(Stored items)
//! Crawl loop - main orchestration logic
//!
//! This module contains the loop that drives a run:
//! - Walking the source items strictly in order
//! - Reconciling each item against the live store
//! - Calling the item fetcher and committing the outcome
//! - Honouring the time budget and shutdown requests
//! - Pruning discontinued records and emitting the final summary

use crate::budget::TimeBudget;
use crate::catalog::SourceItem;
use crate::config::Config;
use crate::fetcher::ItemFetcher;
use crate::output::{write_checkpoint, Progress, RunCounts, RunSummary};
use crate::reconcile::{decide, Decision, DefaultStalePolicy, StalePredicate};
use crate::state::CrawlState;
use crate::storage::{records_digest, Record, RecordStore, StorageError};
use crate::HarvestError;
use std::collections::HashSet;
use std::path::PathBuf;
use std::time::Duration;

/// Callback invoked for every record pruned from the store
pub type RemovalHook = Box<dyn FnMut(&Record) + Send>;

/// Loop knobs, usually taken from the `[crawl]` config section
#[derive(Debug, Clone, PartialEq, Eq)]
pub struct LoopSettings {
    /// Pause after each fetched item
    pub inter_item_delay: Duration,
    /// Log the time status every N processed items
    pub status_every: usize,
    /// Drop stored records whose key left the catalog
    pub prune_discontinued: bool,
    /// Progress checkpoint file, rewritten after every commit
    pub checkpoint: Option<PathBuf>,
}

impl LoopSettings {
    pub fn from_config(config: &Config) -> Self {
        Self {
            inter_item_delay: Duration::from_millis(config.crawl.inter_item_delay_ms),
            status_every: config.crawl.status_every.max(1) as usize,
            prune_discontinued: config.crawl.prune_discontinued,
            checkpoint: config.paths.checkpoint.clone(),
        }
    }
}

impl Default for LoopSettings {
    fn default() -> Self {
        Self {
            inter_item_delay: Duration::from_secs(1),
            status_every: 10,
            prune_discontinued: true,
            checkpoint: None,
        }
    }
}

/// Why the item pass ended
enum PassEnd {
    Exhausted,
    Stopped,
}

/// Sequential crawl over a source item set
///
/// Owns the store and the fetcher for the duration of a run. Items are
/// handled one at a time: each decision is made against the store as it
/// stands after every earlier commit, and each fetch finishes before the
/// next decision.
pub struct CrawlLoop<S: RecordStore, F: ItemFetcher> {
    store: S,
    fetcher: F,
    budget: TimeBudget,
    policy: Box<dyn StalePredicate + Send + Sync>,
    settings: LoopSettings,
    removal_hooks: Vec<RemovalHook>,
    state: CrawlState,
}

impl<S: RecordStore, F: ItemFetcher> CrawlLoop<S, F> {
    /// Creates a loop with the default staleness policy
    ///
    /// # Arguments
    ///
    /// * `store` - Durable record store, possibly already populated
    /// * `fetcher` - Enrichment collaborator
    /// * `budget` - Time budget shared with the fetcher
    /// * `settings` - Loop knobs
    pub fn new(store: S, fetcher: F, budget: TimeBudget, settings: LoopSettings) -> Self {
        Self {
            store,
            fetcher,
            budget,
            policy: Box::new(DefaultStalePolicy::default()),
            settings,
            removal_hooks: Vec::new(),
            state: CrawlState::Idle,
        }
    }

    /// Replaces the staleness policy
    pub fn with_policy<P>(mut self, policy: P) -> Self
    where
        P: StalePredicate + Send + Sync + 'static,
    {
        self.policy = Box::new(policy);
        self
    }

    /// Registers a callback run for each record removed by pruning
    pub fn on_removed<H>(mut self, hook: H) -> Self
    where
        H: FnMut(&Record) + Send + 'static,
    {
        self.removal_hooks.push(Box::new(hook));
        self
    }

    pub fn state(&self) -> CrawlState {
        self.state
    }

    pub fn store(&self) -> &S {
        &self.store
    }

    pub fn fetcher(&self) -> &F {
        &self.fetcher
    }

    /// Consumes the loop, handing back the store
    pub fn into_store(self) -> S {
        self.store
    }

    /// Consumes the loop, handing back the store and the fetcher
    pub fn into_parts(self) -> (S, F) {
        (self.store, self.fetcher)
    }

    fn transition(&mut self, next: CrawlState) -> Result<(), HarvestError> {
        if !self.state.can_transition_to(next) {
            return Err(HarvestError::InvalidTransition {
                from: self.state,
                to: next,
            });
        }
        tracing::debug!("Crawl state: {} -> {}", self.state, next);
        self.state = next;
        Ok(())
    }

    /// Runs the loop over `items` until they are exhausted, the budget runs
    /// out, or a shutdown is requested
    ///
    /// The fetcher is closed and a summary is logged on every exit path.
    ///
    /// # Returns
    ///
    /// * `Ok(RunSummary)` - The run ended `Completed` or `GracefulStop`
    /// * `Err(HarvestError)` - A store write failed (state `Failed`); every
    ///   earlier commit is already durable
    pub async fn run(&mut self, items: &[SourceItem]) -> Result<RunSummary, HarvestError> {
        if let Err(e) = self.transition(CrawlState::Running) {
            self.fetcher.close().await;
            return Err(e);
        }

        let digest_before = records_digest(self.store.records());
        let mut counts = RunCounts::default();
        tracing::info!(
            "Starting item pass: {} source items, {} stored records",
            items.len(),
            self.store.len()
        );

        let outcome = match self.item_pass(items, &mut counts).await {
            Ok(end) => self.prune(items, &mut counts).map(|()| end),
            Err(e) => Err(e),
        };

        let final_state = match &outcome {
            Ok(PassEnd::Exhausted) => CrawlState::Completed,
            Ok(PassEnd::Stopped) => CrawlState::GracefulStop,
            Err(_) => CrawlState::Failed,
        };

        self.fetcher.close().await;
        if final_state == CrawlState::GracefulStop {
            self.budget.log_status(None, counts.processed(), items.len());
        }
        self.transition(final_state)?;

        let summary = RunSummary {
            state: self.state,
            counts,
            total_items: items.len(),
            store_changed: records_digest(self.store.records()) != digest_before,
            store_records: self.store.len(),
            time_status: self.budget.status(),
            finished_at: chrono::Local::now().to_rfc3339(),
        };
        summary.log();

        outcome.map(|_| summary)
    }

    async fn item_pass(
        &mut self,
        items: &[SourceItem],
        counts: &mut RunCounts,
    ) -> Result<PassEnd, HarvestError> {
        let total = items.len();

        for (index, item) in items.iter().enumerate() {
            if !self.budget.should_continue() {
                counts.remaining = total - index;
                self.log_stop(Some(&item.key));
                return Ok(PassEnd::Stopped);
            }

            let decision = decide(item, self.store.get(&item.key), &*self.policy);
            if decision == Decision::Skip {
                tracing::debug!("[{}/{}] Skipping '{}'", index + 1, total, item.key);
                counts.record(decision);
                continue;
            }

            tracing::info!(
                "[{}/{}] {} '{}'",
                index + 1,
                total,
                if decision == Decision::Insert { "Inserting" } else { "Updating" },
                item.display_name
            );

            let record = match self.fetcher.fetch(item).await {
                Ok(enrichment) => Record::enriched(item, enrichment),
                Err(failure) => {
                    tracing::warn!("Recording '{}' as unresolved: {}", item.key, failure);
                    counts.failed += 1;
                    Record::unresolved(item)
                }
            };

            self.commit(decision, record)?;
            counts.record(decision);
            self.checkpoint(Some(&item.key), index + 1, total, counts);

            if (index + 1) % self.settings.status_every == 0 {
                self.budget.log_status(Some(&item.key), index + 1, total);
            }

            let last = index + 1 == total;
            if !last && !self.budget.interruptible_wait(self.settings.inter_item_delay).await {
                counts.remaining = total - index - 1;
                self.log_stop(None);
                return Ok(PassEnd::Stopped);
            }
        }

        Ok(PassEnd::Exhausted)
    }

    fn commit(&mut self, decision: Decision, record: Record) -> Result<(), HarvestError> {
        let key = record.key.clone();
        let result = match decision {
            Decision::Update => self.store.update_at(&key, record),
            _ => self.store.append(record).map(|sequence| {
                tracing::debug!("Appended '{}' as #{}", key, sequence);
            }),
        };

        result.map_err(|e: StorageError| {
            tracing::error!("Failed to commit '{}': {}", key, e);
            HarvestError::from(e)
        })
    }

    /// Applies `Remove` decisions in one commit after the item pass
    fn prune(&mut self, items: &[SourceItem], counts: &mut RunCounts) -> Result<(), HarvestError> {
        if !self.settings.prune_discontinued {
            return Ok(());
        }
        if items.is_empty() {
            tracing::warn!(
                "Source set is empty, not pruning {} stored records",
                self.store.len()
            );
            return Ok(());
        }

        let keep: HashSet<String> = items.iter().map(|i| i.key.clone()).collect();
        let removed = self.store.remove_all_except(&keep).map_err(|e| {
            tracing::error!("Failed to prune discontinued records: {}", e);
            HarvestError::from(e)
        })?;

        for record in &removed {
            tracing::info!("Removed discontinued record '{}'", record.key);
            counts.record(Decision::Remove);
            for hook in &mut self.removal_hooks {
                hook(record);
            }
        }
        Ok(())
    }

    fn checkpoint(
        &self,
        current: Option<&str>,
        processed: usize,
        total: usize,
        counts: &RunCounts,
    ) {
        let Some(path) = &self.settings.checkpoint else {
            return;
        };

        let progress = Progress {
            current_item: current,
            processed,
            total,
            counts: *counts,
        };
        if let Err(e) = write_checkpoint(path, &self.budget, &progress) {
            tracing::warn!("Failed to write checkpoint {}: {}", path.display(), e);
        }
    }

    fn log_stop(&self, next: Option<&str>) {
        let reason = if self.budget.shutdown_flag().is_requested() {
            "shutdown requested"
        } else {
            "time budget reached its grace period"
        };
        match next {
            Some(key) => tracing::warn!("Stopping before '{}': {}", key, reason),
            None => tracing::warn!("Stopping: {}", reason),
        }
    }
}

---

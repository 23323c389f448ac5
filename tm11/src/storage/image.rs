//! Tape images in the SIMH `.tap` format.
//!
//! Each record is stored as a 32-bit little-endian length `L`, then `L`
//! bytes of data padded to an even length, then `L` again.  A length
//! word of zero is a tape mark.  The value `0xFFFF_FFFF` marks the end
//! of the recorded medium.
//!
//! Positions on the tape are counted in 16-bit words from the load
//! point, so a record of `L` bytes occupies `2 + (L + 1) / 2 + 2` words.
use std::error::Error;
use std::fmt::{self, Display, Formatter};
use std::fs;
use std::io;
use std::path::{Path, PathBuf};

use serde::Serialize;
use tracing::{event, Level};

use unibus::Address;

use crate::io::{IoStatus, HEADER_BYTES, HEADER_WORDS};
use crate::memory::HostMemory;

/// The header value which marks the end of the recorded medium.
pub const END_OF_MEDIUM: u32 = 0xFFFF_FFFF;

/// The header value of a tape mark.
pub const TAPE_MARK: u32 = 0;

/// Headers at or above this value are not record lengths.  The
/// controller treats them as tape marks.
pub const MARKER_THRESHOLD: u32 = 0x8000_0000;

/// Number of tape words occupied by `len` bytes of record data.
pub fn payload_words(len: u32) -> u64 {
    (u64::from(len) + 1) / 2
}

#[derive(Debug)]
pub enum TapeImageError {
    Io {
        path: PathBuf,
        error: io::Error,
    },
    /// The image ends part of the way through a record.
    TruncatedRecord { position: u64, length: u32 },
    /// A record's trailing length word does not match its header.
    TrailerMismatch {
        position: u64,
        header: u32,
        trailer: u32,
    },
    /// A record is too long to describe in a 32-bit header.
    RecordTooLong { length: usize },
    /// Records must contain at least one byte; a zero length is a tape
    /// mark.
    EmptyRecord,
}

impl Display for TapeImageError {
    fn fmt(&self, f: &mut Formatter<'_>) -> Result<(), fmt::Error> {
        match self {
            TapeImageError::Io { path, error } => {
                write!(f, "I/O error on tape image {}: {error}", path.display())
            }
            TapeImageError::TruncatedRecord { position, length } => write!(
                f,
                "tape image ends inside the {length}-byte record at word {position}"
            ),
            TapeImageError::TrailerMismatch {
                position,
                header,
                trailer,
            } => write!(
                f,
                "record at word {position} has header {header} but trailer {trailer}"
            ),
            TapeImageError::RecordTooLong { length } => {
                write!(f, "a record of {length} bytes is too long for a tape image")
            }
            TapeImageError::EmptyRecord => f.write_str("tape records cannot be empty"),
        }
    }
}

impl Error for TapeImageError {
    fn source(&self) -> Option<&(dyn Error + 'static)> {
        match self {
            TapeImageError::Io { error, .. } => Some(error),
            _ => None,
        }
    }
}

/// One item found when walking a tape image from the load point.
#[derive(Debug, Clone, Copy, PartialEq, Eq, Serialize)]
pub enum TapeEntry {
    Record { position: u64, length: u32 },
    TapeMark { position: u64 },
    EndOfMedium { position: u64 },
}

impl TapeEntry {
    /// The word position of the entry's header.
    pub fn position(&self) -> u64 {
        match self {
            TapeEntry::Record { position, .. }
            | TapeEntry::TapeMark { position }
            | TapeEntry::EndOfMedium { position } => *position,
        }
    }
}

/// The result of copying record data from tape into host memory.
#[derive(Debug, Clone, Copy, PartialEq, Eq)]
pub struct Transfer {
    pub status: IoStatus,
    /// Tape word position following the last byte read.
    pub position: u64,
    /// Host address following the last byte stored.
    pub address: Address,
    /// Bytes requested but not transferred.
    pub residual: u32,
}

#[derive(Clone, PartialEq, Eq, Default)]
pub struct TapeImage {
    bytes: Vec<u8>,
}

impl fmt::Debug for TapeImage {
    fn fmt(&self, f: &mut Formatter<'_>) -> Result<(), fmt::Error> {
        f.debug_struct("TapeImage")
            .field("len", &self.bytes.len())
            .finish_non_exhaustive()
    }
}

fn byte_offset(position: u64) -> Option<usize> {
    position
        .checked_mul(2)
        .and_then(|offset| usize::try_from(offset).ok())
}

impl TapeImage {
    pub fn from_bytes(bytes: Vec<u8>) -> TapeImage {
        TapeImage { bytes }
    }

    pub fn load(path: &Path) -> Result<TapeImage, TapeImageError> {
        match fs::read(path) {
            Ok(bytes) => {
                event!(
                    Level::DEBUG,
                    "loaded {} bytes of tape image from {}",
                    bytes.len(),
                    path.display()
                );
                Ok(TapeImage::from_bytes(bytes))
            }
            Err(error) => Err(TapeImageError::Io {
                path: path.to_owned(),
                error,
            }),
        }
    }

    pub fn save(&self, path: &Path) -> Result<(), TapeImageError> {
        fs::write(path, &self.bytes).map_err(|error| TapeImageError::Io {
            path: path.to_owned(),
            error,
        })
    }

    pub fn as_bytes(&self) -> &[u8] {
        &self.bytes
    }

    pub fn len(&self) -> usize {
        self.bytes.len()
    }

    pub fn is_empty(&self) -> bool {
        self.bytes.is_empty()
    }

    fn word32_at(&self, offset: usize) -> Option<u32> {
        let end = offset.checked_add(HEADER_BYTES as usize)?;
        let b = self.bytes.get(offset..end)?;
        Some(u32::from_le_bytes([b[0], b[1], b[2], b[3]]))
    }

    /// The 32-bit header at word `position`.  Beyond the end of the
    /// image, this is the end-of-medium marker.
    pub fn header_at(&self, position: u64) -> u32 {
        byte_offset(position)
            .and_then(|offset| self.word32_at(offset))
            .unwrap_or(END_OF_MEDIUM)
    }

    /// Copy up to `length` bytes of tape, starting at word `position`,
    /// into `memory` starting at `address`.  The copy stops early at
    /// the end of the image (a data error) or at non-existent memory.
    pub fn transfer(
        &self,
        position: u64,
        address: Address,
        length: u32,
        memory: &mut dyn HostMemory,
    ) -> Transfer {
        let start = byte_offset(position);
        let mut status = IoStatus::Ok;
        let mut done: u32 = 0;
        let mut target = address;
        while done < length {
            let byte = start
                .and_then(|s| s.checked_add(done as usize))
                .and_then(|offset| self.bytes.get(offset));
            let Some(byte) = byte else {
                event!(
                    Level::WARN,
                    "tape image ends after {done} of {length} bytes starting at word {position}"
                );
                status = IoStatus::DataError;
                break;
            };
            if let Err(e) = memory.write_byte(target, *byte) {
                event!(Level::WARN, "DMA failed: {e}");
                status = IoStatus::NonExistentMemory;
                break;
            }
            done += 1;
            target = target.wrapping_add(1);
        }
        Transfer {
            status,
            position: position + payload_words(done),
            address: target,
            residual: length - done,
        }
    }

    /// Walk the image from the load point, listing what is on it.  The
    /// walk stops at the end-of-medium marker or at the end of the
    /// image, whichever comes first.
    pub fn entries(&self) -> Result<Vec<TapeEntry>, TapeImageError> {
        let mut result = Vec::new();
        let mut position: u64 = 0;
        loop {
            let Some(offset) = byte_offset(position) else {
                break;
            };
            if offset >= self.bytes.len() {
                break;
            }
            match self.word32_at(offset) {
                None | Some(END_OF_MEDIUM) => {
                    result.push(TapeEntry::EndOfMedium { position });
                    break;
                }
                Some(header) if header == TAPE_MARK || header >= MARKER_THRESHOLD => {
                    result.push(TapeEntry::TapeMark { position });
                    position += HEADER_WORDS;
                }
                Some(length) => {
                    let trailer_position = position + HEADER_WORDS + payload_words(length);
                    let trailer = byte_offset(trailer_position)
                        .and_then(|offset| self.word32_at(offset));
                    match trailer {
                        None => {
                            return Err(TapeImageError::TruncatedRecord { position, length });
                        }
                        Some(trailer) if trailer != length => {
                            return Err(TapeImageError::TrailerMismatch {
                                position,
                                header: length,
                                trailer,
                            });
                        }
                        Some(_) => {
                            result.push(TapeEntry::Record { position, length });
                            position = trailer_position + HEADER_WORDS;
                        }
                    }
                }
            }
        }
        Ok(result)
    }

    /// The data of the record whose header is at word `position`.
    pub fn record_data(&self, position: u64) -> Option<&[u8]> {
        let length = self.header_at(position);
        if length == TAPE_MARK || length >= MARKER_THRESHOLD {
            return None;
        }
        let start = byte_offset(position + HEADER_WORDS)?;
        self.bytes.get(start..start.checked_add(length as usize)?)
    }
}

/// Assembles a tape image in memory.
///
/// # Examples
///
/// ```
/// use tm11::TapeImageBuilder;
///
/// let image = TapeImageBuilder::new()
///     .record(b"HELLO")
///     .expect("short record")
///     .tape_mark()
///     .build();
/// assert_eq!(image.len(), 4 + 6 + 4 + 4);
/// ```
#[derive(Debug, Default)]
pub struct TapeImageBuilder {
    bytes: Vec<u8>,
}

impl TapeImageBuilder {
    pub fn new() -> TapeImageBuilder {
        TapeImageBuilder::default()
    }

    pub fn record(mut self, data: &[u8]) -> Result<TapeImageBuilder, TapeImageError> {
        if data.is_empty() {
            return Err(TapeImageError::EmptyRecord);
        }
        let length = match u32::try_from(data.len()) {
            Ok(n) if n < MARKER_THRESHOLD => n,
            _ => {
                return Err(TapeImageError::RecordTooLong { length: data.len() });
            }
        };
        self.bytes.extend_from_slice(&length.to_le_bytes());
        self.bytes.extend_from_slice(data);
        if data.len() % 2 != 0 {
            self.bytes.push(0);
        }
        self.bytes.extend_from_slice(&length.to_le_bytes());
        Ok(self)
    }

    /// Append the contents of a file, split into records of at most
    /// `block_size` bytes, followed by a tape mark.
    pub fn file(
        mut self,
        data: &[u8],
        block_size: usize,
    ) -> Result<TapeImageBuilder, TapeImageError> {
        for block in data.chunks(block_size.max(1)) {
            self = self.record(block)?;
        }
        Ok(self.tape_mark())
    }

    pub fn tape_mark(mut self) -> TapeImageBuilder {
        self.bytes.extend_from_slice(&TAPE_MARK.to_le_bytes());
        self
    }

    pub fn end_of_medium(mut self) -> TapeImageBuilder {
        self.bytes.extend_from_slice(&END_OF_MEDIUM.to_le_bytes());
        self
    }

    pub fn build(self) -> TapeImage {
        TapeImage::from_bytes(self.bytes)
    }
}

TASK OBJECTIVE: What you give back should be only the lines of the records above, starting at the line with "main orchestration logic" and ending at the line with "from the store", restated word for word.

EXERCISE SOLUTION:
//! Crawl loop - main orchestration logic
//!
//! This module contains the loop that drives a run:
//! - Walking the source items strictly in order
//! - Reconciling each item against the live store
//! - Calling the item fetcher and committing the outcome
//! - Honouring the time budget and shutdown requests
//! - Pruning discontinued records and emitting the final summary

use crate::budget::TimeBudget;
use crate::catalog::SourceItem;
use crate::config::Config;
use crate::fetcher::ItemFetcher;
use crate::output::{write_checkpoint, Progress, RunCounts, RunSummary};
use crate::reconcile::{decide, Decision, DefaultStalePolicy, StalePredicate};
use crate::state::CrawlState;
use crate::storage::{records_digest, Record, RecordStore, StorageError};
use crate::HarvestError;
use std::collections::HashSet;
use std::path::PathBuf;
use std::time::Duration;

/// Callback invoked for every record pruned from the store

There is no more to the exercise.